_About this exercise:_ Print the lines in the listing below that fall between the line with "location_details TEXT NOT" and the line with "display_order INTEGER NOT", those two lines included, exactly as they stand and with nothing else.
*** Task input Section Begins ***
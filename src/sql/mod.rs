//! Read-query descriptors and their PostgreSQL rendering. Identifiers come from
//! record definitions only; values are always bound as parameters.

mod builder;
mod select;
mod value;

pub use builder::{build_select, QueryBuf};
pub use select::{Condition, Direction, Scope, Select};
pub use value::SqlValue;
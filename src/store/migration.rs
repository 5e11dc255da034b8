//! Embedded schema migrations: ordered DDL with up/down steps, tracked in `schema_migrations`.

use crate::error::AppError;
use sqlx::PgPool;

pub struct Migration {
    pub version: i64,
    pub name: &'static str,
    pub up: &'static [&'static str],
    pub down: &'static [&'static str],
}

pub const MIGRATIONS: &[Migration] = &[
    Migration {
        version: 1,
        name: "create_site_settings",
        up: &[r#"
            CREATE TABLE IF NOT EXISTS site_settings (
                key VARCHAR(100) PRIMARY KEY,
                value TEXT NOT NULL DEFAULT '',
                description TEXT NOT NULL DEFAULT '',
                updated_by BIGINT,
                updated_at TIMESTAMPTZ NOT NULL DEFAULT NOW()
            )
        "#],
        down: &["DROP TABLE IF EXISTS site_settings"],
    },
    Migration {
        version: 2,
        name: "create_ministries",
        up: &[
            r#"
            CREATE TABLE IF NOT EXISTS ministries (
                id BIGSERIAL PRIMARY KEY,
                created_at TIMESTAMPTZ NOT NULL DEFAULT NOW(),
                updated_at TIMESTAMPTZ NOT NULL DEFAULT NOW(),
                deleted_at TIMESTAMPTZ,
                name VARCHAR(255) COLLATE "C" NOT NULL,
                slug VARCHAR(255) NOT NULL,
                description TEXT NOT NULL DEFAULT '',
                leader_id BIGINT,
                contact_email VARCHAR(255) NOT NULL DEFAULT '',
                meeting_time VARCHAR(255) NOT NULL DEFAULT '',
                location VARCHAR(255) NOT NULL DEFAULT '',
                is_active BOOLEAN NOT NULL DEFAULT TRUE,
                sort_order INTEGER NOT NULL DEFAULT 0,
                page_content TEXT NOT NULL DEFAULT ''
            )
            "#,
            "CREATE UNIQUE INDEX IF NOT EXISTS idx_ministries_slug ON ministries (slug)",
            "CREATE INDEX IF NOT EXISTS idx_ministries_deleted_at ON ministries (deleted_at)",
        ],
        down: &["DROP TABLE IF EXISTS ministries"],
    },
    Migration {
        version: 3,
        name: "create_events",
        up: &[
            r#"
            CREATE TABLE IF NOT EXISTS events (
                id BIGSERIAL PRIMARY KEY,
                created_at TIMESTAMPTZ NOT NULL DEFAULT NOW(),
                updated_at TIMESTAMPTZ NOT NULL DEFAULT NOW(),
                deleted_at TIMESTAMPTZ,
                title VARCHAR(255) NOT NULL,
                description TEXT NOT NULL DEFAULT '',
                event_date TIMESTAMPTZ NOT NULL,
                end_date TIMESTAMPTZ,
                location VARCHAR(255) NOT NULL DEFAULT '',
                location_details TEXT NOT NULL DEFAULT '',
                recurrence_rule VARCHAR(20)
                    CHECK (recurrence_rule IN ('weekly', 'biweekly', 'monthly', 'yearly')),
                recurrence_end DATE,
                registration_enabled BOOLEAN NOT NULL DEFAULT FALSE,
                capacity_limit INTEGER,
                registration_deadline TIMESTAMPTZ,
                visible_from TIMESTAMPTZ,
                visible_until TIMESTAMPTZ,
                is_public BOOLEAN NOT NULL DEFAULT TRUE,
                ministry_id BIGINT REFERENCES ministries (id),
                created_by BIGINT
            )
            "#,
            "CREATE INDEX IF NOT EXISTS idx_events_event_date ON events (event_date)",
            "CREATE INDEX IF NOT EXISTS idx_events_deleted_at ON events (deleted_at)",
        ],
        down: &["DROP TABLE IF EXISTS events"],
    },
    Migration {
        version: 4,
        name: "create_staff_members",
        up: &[
            r#"
            CREATE TABLE IF NOT EXISTS staff_members (
                id BIGSERIAL PRIMARY KEY,
                created_at TIMESTAMPTZ NOT NULL DEFAULT NOW(),
                updated_at TIMESTAMPTZ NOT NULL DEFAULT NOW(),
                deleted_at TIMESTAMPTZ,
                user_id BIGINT,
                name VARCHAR(255) COLLATE "C" NOT NULL,
                title VARCHAR(255) NOT NULL,
                bio TEXT NOT NULL DEFAULT '',
                email VARCHAR(255) NOT NULL DEFAULT '',
                phone VARCHAR(20) NOT NULL DEFAULT '',
                photo_url VARCHAR(500) NOT NULL DEFAULT '',
                display_order INTEGER NOT NULL DEFAULT 0,
                is_active BOOLEAN NOT NULL DEFAULT TRUE,
                category VARCHAR(20) NOT NULL DEFAULT 'staff'
                    CHECK (category IN ('pastor', 'staff'))
            )
            "#,
            "CREATE INDEX IF NOT EXISTS idx_staff_members_deleted_at ON staff_members (deleted_at)",
        ],
        down: &["DROP TABLE IF EXISTS staff_members"],
    },
];

/// Migrations not yet in `applied`, in version order.
pub fn pending(applied: &[i64]) -> Vec<&'static Migration> {
    MIGRATIONS
        .iter()
        .filter(|m| !applied.contains(&m.version))
        .collect()
}

async fn ensure_migrations_table(pool: &PgPool) -> Result<(), AppError> {
    sqlx::query(
        r#"
        CREATE TABLE IF NOT EXISTS schema_migrations (
            version BIGINT PRIMARY KEY,
            name TEXT NOT NULL,
            applied_at TIMESTAMPTZ NOT NULL DEFAULT NOW()
        )
        "#,
    )
    .execute(pool)
    .await?;
    Ok(())
}

pub async fn applied_versions(pool: &PgPool) -> Result<Vec<i64>, AppError> {
    ensure_migrations_table(pool).await?;
    let rows: Vec<(i64,)> = sqlx::query_as("SELECT version FROM schema_migrations ORDER BY version")
        .fetch_all(pool)
        .await?;
    Ok(rows.into_iter().map(|(v,)| v).collect())
}

/// Apply every pending migration, each in its own transaction. Returns how many ran.
pub async fn migrate_up(pool: &PgPool) -> Result<usize, AppError> {
    let applied = applied_versions(pool).await?;
    let todo = pending(&applied);
    for m in &todo {
        let mut tx = pool.begin().await?;
        for stmt in m.up {
            sqlx::query(stmt).execute(&mut *tx).await.map_err(|e| {
                AppError::Migration(format!("{} (version {}): {}", m.name, m.version, e))
            })?;
        }
        sqlx::query("INSERT INTO schema_migrations (version, name) VALUES ($1, $2)")
            .bind(m.version)
            .bind(m.name)
            .execute(&mut *tx)
            .await?;
        tx.commit().await?;
        tracing::info!(version = m.version, name = m.name, "migration applied");
    }
    let version = applied.iter().chain(todo.iter().map(|m| &m.version)).max().copied().unwrap_or(0);
    tracing::info!(version, applied = todo.len(), "migrations up to date");
    Ok(todo.len())
}

/// Revert the most recent migration. Returns its version, or `None` when nothing is applied.
pub async fn migrate_down(pool: &PgPool) -> Result<Option<i64>, AppError> {
    let applied = applied_versions(pool).await?;
    let Some(&latest) = applied.iter().max() else {
        tracing::info!("no migrations to roll back");
        return Ok(None);
    };
    let m = MIGRATIONS
        .iter()
        .find(|m| m.version == latest)
        .ok_or_else(|| AppError::Migration(format!("unknown applied version {}", latest)))?;
    let mut tx = pool.begin().await?;
    for stmt in m.down {
        sqlx::query(stmt).execute(&mut *tx).await.map_err(|e| {
            AppError::Migration(format!("{} (version {}): {}", m.name, m.version, e))
        })?;
    }
    sqlx::query("DELETE FROM schema_migrations WHERE version = $1")
        .bind(latest)
        .execute(&mut *tx)
        .await?;
    tx.commit().await?;
    tracing::info!(version = latest, name = m.name, "migration rolled back");
    Ok(Some(latest))
}

#[cfg(test)]
mod tests {
    use super::*;
    use std::collections::HashSet;

    #[test]
    fn versions_strictly_increase() {
        let versions: Vec<i64> = MIGRATIONS.iter().map(|m| m.version).collect();
        assert!(versions.windows(2).all(|w| w[0] < w[1]));
    }

    #[test]
    fn names_are_unique_and_steps_present() {
        let names: HashSet<&str> = MIGRATIONS.iter().map(|m| m.name).collect();
        assert_eq!(names.len(), MIGRATIONS.len());
        assert!(MIGRATIONS.iter().all(|m| !m.up.is_empty() && !m.down.is_empty()));
    }

    #[test]
    fn pending_skips_applied_versions_in_order() {
        let todo: Vec<i64> = pending(&[1, 3]).iter().map(|m| m.version).collect();
        assert_eq!(todo, vec![2, 4]);
        assert!(pending(&[1, 2, 3, 4]).is_empty());
    }

    #[test]
    fn events_reference_ministries_created_earlier() {
        let ministries = MIGRATIONS.iter().position(|m| m.name == "create_ministries");
        let events = MIGRATIONS.iter().position(|m| m.name == "create_events");
        assert!(ministries < events);
    }

    #[test]
    fn name_columns_sort_bytewise() {
        for table in ["create_ministries", "create_staff_members"] {
            let m = MIGRATIONS.iter().find(|m| m.name == table).unwrap();
            assert!(
                m.up.iter().any(|stmt| stmt.contains(r#"name VARCHAR(255) COLLATE "C" NOT NULL"#)),
                "{table}"
            );
        }
    }
}
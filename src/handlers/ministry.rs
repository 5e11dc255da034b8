//! Ministries overview and detail pages.

use super::render_page;
use crate::error::AppError;
use crate::render::Page;
use crate::state::AppState;
use axum::{
    extract::{Path, State},
    response::Response,
};

pub async fn index(State(state): State<AppState>) -> Result<Response, AppError> {
    let ministries = state
        .ministries
        .get_active()
        .await
        .inspect_err(|e| tracing::error!(error = %e, "failed to load ministries"))?;
    Ok(render_page(&state, Page::MinistriesIndex { ministries: &ministries }))
}

pub async fn show(State(state): State<AppState>, Path(slug): Path<String>) -> Result<Response, AppError> {
    let ministry = state.ministries.get_by_slug(&slug).await.inspect_err(|e| {
        if !e.is_not_found() {
            tracing::error!(slug = %slug, error = %e, "failed to load ministry");
        }
    })?;
    Ok(render_page(&state, Page::MinistryShow { ministry: &ministry }))
}
//! Record store boundary: filtered, ordered, limited reads against the four collections.

mod memory;
pub mod migration;
mod postgres;
pub mod seed;

pub use memory::{evaluate, MemoryStore};
pub use postgres::{connect, PgStore};

use crate::error::AppError;
use crate::model::{Event, Ministry, SiteSetting, StaffMember};
use crate::sql::Select;
use async_trait::async_trait;

/// Read access to the record collections. Implementations never retry; a failed
/// read surfaces as `AppError::Store`.
#[async_trait]
pub trait RecordStore: Send + Sync {
    async fn events(&self, select: &Select) -> Result<Vec<Event>, AppError>;

    async fn ministries(&self, select: &Select) -> Result<Vec<Ministry>, AppError>;

    async fn staff_members(&self, select: &Select) -> Result<Vec<StaffMember>, AppError>;

    async fn site_settings(&self, select: &Select) -> Result<Vec<SiteSetting>, AppError>;

    /// Round-trip to the store; used by readiness.
    async fn ping(&self) -> Result<(), AppError>;
}
#![allow(dead_code)]

use async_trait::async_trait;
use axum::{
    body::{to_bytes, Body},
    http::{Request, StatusCode},
    Router,
};
use chapel_site::{
    error::AppError,
    render::{Page, Renderer},
    store::seed,
    AppState, CacheProbe, MaudRenderer, MemoryStore,
};
use chrono::{DateTime, Utc};
use std::sync::atomic::{AtomicBool, Ordering};
use std::sync::Arc;
use tower::ServiceExt;

#[derive(Default)]
pub struct StubCache {
    down: AtomicBool,
}

impl StubCache {
    pub fn set_down(&self, down: bool) {
        self.down.store(down, Ordering::SeqCst);
    }
}

#[async_trait]
impl CacheProbe for StubCache {
    async fn ping(&self) -> Result<(), AppError> {
        if self.down.load(Ordering::SeqCst) {
            Err(AppError::Cache("connection refused".into()))
        } else {
            Ok(())
        }
    }
}

pub struct FailingRenderer;

impl Renderer for FailingRenderer {
    fn render(&self, page: &Page<'_>) -> Result<String, AppError> {
        Err(AppError::Render(format!("template missing for {}", page.name())))
    }
}

pub struct Harness {
    pub store: Arc<MemoryStore>,
    pub cache: Arc<StubCache>,
    pub app: Router,
}

pub fn seeded_store(now: DateTime<Utc>) -> Arc<MemoryStore> {
    Arc::new(seed::memory_store(now).expect("seed data is consistent"))
}

pub fn harness_with(store: Arc<MemoryStore>, renderer: Arc<dyn Renderer>) -> Harness {
    let cache = Arc::new(StubCache::default());
    let state = AppState::new(store.clone(), cache.clone(), renderer);
    Harness {
        store,
        cache,
        app: chapel_site::app(state, "static"),
    }
}

pub fn harness() -> Harness {
    harness_with(seeded_store(Utc::now()), Arc::new(MaudRenderer::new("http://localhost:3000")))
}

pub async fn get(app: &Router, uri: &str) -> (StatusCode, axum::http::HeaderMap, String) {
    let resp = app
        .clone()
        .oneshot(Request::builder().uri(uri).body(Body::empty()).unwrap())
        .await
        .unwrap();
    let status = resp.status();
    let headers = resp.headers().clone();
    let bytes = to_bytes(resp.into_body(), usize::MAX).await.unwrap();
    (status, headers, String::from_utf8(bytes.to_vec()).unwrap())
}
*** Task input Section Ends ***
_Task response:_
                location_details TEXT NOT NULL DEFAULT '',
                recurrence_rule VARCHAR(20)
                    CHECK (recurrence_rule IN ('weekly', 'biweekly', 'monthly', 'yearly')),
                recurrence_end DATE,
                registration_enabled BOOLEAN NOT NULL DEFAULT FALSE,
                capacity_limit INTEGER,
                registration_deadline TIMESTAMPTZ,
                visible_from TIMESTAMPTZ,
                visible_until TIMESTAMPTZ,
                is_public BOOLEAN NOT NULL DEFAULT TRUE,
                ministry_id BIGINT REFERENCES ministries (id),
                created_by BIGINT
            )
            "#,
            "CREATE INDEX IF NOT EXISTS idx_events_event_date ON events (event_date)",
            "CREATE INDEX IF NOT EXISTS idx_events_deleted_at ON events (deleted_at)",
        ],
        down: &["DROP TABLE IF EXISTS events"],
    },
    Migration {
        version: 4,
        name: "create_staff_members",
        up: &[
            r#"
            CREATE TABLE IF NOT EXISTS staff_members (
                id BIGSERIAL PRIMARY KEY,
                created_at TIMESTAMPTZ NOT NULL DEFAULT NOW(),
                updated_at TIMESTAMPTZ NOT NULL DEFAULT NOW(),
                deleted_at TIMESTAMPTZ,
                user_id BIGINT,
                name VARCHAR(255) COLLATE "C" NOT NULL,
                title VARCHAR(255) NOT NULL,
                bio TEXT NOT NULL DEFAULT '',
                email VARCHAR(255) NOT NULL DEFAULT '',
                phone VARCHAR(20) NOT NULL DEFAULT '',
                photo_url VARCHAR(500) NOT NULL DEFAULT '',
                display_order INTEGER NOT NULL DEFAULT 0,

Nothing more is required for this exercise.